● **WHAT THE TASK ASKS**
If a line in the data below contains "PartialEq", copy it.

[SUPPLIED INFORMATION Boundary: Start]

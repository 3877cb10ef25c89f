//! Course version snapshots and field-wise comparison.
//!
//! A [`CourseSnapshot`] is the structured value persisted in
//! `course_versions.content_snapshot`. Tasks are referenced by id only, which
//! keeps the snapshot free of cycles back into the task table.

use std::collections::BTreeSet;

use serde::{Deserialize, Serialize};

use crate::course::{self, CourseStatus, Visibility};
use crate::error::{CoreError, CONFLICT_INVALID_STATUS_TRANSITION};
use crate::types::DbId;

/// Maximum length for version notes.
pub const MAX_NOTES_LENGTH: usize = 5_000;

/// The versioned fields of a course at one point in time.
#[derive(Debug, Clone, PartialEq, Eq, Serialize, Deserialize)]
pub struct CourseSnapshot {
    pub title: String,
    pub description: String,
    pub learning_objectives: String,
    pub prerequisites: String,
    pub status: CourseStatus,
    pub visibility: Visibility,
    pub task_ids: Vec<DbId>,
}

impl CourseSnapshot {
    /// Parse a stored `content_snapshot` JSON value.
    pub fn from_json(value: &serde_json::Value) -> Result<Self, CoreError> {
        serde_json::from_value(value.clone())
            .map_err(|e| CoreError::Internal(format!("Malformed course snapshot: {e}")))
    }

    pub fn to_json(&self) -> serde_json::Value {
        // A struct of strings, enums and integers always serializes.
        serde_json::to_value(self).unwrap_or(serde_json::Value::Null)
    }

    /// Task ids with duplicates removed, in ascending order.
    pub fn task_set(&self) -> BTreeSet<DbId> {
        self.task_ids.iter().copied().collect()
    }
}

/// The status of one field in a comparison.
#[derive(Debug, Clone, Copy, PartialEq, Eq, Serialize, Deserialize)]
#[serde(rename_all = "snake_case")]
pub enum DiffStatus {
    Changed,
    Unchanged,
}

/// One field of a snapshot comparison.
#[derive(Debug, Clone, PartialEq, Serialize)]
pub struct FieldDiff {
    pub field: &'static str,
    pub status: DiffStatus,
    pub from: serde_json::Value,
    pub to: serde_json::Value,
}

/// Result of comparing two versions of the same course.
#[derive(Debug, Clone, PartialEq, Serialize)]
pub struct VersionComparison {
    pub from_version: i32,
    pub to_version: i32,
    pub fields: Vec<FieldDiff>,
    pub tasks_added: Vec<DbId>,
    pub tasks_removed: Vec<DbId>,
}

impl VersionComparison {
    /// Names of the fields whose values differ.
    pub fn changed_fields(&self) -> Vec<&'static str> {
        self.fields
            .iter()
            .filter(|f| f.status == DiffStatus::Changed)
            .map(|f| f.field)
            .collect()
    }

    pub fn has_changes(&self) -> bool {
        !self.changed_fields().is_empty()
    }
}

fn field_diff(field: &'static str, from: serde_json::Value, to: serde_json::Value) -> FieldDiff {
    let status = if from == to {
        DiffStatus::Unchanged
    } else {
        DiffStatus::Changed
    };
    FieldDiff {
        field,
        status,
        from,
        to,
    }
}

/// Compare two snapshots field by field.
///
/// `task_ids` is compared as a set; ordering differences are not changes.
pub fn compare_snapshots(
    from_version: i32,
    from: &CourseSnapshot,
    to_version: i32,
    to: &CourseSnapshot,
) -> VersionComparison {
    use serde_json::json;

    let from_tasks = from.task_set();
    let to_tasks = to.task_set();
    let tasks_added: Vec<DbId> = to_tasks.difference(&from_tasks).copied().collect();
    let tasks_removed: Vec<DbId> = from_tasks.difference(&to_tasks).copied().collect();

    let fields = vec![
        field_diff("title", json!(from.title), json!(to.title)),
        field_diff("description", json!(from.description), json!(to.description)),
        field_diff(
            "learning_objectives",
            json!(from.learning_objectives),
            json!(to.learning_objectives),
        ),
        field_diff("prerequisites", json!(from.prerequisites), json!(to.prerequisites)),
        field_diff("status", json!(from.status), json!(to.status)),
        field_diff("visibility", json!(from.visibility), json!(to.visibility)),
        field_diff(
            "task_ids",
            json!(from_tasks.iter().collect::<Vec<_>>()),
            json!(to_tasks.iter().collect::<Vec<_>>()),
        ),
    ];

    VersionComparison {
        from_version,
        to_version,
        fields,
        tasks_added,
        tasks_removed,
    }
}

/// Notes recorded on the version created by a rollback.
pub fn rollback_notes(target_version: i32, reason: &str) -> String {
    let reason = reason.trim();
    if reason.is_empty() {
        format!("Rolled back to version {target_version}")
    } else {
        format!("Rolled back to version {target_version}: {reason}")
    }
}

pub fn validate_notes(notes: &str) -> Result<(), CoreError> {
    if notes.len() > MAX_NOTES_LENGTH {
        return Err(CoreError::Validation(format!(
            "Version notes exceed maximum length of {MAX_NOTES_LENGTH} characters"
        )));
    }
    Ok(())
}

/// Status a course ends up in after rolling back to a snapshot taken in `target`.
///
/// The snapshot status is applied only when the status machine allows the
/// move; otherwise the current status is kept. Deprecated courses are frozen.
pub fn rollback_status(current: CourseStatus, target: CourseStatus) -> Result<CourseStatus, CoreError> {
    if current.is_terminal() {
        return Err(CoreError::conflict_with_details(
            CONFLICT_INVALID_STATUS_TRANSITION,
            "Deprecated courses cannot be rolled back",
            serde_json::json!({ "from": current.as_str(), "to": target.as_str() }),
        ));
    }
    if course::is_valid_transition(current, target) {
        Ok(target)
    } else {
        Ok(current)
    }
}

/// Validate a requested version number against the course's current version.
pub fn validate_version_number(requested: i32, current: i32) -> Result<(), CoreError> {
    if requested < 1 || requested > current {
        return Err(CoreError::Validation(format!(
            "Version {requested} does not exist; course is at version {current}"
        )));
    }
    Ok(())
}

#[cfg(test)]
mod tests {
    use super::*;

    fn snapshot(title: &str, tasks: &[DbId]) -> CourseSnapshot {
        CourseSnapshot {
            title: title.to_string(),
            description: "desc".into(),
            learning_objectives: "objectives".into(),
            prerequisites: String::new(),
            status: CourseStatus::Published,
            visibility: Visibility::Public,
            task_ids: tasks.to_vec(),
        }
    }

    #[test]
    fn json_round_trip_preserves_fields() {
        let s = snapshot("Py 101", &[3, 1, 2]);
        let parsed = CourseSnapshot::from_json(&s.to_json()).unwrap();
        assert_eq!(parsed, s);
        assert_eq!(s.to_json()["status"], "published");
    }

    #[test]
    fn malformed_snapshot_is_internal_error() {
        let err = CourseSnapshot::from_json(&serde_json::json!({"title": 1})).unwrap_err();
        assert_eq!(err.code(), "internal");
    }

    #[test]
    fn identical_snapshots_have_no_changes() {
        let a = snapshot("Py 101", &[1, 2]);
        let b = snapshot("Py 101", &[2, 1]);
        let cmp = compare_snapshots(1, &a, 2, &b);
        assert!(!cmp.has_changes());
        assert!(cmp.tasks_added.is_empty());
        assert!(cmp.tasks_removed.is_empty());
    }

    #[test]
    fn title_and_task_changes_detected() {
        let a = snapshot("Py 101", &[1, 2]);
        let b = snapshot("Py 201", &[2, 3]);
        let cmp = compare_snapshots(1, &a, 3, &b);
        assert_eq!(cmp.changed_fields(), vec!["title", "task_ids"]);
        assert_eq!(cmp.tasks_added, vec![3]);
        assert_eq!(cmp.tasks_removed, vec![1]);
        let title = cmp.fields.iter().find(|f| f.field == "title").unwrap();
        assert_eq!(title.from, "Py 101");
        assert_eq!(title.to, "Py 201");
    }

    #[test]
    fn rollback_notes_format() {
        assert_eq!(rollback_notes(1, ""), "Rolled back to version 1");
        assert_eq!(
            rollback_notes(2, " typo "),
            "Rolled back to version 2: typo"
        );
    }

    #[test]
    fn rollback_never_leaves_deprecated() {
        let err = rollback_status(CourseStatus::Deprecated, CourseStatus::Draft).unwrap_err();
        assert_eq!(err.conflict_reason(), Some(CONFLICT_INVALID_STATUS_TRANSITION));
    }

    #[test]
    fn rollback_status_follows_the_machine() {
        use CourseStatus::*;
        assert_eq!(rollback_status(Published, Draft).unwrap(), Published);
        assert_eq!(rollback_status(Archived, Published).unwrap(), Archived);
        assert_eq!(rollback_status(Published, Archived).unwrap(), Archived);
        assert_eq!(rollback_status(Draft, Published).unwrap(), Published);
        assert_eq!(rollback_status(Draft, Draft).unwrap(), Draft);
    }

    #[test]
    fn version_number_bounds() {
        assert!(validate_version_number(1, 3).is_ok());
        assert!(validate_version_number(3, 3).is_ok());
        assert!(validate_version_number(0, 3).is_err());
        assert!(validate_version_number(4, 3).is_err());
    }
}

[SUPPLIED INFORMATION Boundary: End]
[SUPPLIED INFORMATION Boundary: Start]

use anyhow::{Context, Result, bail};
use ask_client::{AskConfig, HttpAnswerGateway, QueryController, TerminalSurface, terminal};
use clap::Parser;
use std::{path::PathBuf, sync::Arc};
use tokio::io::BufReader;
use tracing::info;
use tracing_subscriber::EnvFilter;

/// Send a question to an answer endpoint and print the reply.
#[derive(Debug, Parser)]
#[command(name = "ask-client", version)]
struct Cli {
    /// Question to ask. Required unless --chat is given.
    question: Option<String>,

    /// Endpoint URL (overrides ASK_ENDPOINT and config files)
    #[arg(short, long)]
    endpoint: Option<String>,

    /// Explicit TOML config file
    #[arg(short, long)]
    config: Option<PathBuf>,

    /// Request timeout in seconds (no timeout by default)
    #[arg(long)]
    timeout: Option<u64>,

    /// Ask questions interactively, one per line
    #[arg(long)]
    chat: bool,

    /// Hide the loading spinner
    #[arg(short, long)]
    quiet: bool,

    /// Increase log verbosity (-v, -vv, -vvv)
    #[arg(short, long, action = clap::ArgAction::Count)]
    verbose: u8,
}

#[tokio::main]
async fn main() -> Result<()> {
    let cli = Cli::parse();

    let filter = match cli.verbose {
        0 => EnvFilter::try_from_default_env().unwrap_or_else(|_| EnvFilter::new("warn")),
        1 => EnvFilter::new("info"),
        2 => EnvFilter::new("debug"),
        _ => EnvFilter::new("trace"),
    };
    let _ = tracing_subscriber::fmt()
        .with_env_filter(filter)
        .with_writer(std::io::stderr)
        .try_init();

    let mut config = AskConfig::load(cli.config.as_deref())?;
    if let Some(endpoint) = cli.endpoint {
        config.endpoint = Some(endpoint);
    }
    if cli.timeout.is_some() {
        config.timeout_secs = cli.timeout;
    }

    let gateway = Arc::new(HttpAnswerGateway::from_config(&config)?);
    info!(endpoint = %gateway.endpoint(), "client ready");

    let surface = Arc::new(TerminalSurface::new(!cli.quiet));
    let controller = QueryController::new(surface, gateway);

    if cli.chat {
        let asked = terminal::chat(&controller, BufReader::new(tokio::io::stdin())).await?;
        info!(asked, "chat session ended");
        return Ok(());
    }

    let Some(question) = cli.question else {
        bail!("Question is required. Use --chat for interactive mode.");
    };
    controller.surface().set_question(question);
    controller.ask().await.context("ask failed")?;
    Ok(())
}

[SUPPLIED INFORMATION Boundary: End]
[SUPPLIED INFORMATION Boundary: Start]

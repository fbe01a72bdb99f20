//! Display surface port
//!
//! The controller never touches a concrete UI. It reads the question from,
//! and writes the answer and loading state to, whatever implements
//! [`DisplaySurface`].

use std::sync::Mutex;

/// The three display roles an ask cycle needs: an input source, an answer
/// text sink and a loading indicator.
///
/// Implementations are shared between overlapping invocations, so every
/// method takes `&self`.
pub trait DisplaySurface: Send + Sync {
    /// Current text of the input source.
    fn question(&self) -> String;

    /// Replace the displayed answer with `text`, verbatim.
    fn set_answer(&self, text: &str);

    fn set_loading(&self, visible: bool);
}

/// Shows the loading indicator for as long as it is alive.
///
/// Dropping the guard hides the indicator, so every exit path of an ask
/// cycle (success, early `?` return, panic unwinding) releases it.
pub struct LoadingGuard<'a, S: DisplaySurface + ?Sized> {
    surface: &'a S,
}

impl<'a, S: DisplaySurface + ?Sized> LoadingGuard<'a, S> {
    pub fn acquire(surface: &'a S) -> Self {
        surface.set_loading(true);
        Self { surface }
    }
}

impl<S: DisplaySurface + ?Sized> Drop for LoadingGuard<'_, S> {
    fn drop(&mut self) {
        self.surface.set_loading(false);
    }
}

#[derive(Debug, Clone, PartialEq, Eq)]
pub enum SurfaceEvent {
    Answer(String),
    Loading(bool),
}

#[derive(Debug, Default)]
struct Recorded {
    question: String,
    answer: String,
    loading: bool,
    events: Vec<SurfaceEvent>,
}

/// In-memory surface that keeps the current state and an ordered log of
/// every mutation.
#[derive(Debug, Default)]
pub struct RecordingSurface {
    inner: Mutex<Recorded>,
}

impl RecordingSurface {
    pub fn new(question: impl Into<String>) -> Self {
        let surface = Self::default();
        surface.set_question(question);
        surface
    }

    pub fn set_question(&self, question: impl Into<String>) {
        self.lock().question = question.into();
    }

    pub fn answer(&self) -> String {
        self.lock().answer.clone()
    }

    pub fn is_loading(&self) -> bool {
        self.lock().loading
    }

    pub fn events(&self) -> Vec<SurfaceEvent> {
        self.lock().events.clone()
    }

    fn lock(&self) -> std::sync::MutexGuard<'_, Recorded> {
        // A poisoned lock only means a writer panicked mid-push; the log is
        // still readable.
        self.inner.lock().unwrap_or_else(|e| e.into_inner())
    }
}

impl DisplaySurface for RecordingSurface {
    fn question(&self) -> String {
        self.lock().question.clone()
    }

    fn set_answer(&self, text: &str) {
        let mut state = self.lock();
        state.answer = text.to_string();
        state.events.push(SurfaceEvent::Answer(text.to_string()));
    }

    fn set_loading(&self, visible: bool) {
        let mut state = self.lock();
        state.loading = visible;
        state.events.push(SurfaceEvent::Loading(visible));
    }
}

[SUPPLIED INFORMATION Boundary: End]

● **EXERCISE SOLUTION**
#[derive(Debug, Clone, PartialEq, Eq, Serialize, Deserialize)]
#[derive(Debug, Clone, Copy, PartialEq, Eq, Serialize, Deserialize)]
#[derive(Debug, Clone, PartialEq, Serialize)]
#[derive(Debug, Clone, PartialEq, Serialize)]
#[derive(Debug, Clone, PartialEq, Eq)]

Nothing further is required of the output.